The U.S. already has some of the harshest immigration laws in the world. If CBP agents simply adhered to those rules, immigrants might have the chance to be treated with a basic sense of human dignity in the immigration process. However, such treatment has proved to be regularly absent from CBP agents’ behavior.
Instead, over 30,000 pages of CBP documents clearly show the human rights abuses that migrant children—some of the most vulnerable humans in the world—suffered at the hands of adults who at times seemed to embody the behavior shown in the controversial Stanford Prison Experiment.
Based on the documents, among other examples, the report alleges that CBP officials ran over a 17-year-old with a patrol vehicle and then punched him several times; denied a pregnant minor medical attention when she reported pain, which preceded a stillbirth; subjected a 16-year-old girl to a search in which they “forcefully spread her legs and touched her private parts so hard that she screamed;” and threw out a child’s birth certificate and threatened him with sexual abuse by an adult male detainee.
Claudia Flores, faculty director of the International Human Rights Clinic at the University of Chicago Law School, led a team of law students in examining a subset of the records. She said students were shocked by the extensive abuse children underwent at the hands of U.S. officials.
“The fact that these children were already so vulnerable—most traveling alone in hopes of escaping violence and poverty in their home countries—made the unlawful and inhumane actions reflected in the documents even more distressing,” Flores told the ACLU.
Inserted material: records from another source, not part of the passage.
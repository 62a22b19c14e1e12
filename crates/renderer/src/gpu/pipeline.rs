use crate::compile::{compile_fragment_shader, compile_vertex_shader};

use super::uniforms::LineUniforms;

/// Bytes per vertex: one `vec2<f32>` position.
const VERTEX_STRIDE: wgpu::BufferAddress = (2 * std::mem::size_of::<f32>()) as wgpu::BufferAddress;

const VERTEX_ATTRIBUTES: [wgpu::VertexAttribute; 1] = wgpu::vertex_attr_array![0 => Float32x2];

/// The single pipeline used for every draw: line lists, flat colour, one
/// uniform block at `set = 0, binding = 0`.
pub(crate) struct LinePipeline {
    pub pipeline: wgpu::RenderPipeline,
    pub uniform_layout: wgpu::BindGroupLayout,
}

impl LinePipeline {
    pub fn new(
        device: &wgpu::Device,
        surface_format: wgpu::TextureFormat,
        sample_count: u32,
    ) -> Self {
        let uniform_layout = device.create_bind_group_layout(&wgpu::BindGroupLayoutDescriptor {
            label: Some("line uniform layout"),
            entries: &[wgpu::BindGroupLayoutEntry {
                binding: 0,
                visibility: wgpu::ShaderStages::VERTEX_FRAGMENT,
                ty: wgpu::BindingType::Buffer {
                    ty: wgpu::BufferBindingType::Uniform,
                    has_dynamic_offset: false,
                    min_binding_size: wgpu::BufferSize::new(LineUniforms::SIZE),
                },
                count: None,
            }],
        });

        let pipeline_layout = device.create_pipeline_layout(&wgpu::PipelineLayoutDescriptor {
            label: Some("line pipeline layout"),
            bind_group_layouts: &[&uniform_layout],
            push_constant_ranges: &[],
        });

        let vertex_module = compile_vertex_shader(device);
        let fragment_module = compile_fragment_shader(device);

        let pipeline = device.create_render_pipeline(&wgpu::RenderPipelineDescriptor {
            label: Some("line pipeline"),
            layout: Some(&pipeline_layout),
            vertex: wgpu::VertexState {
                module: &vertex_module,
                entry_point: Some("main"),
                buffers: &[wgpu::VertexBufferLayout {
                    array_stride: VERTEX_STRIDE,
                    step_mode: wgpu::VertexStepMode::Vertex,
                    attributes: &VERTEX_ATTRIBUTES,
                }],
                compilation_options: wgpu::PipelineCompilationOptions::default(),
            },
            primitive: wgpu::PrimitiveState {
                topology: wgpu::PrimitiveTopology::LineList,
                strip_index_format: None,
                front_face: wgpu::FrontFace::Ccw,
                cull_mode: None,
                polygon_mode: wgpu::PolygonMode::Fill,
                unclipped_depth: false,
                conservative: false,
            },
            depth_stencil: None,
            multisample: wgpu::MultisampleState {
                count: sample_count,
                mask: !0,
                alpha_to_coverage_enabled: false,
            },
            fragment: Some(wgpu::FragmentState {
                module: &fragment_module,
                entry_point: Some("main"),
                targets: &[Some(wgpu::ColorTargetState {
                    format: surface_format,
                    blend: Some(wgpu::BlendState::REPLACE),
                    write_mask: wgpu::ColorWrites::ALL,
                })],
                compilation_options: wgpu::PipelineCompilationOptions::default(),
            }),
            multiview: None,
            cache: None,
        });

        Self {
            pipeline,
            uniform_layout,
        }
    }
}
//! 健康状态

use serde::Serialize;

/// 组件健康状态，不健康时附带原因
#[derive(Debug, Clone, PartialEq, Eq, Serialize)]
#[serde(tag = "status", content = "reason", rename_all = "lowercase")]
pub enum HealthStatus {
    Healthy,
    Unhealthy(String),
}

impl HealthStatus {
    pub fn unhealthy(reason: impl Into<String>) -> Self {
        Self::Unhealthy(reason.into())
    }

    pub fn is_healthy(&self) -> bool {
        matches!(self, Self::Healthy)
    }

    pub fn reason(&self) -> Option<&str> {
        match self {
            Self::Healthy => None,
            Self::Unhealthy(reason) => Some(reason),
        }
    }
}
The Office for Civil Rights & Civil Liberties’ (CRCL) documents record multiple instances in which CBP officials subjected migrant children to threats or otherwise stressful situations in an attempt to coerce these children into “self-deportation.”
CPB has a strict “zero-tolerance” policy regarding sexual assault, but CRCL documents provide many examples of horrific sexual abuse of minors while in custody of CBP. One child reported abuse by two officers, one male and one female:
Other minors reported incidents in which medication was withheld from them. One child, detained after undergoing spinal surgery following a car accident, said that CBP agents withheld his prescription medications while he was in custody. Agents also threatened to ignore his doctor’s orders that he rest for two weeks because they wanted to deport him sooner.
In addition to recounting the thousands of cases of abuse by border protection agents, the ACLU’s report provides disturbing context for the controversial nature of the Trump administration’s new move to separate children from their families at the border. Most abuses to minors occurred when they were in cells separated from parents or guardians, or when the minors were apprehended alone.
“It’s terrifying to think that the horrible abuses described in these documents can continue and perhaps worsen under the Trump administration,” Astrid Dominguez, director of the ACLU Border Rights Center, said in a press release. “It’s unacceptable that there are no mechanisms in place to shed light on CBP’s abuses and ensure accountability.”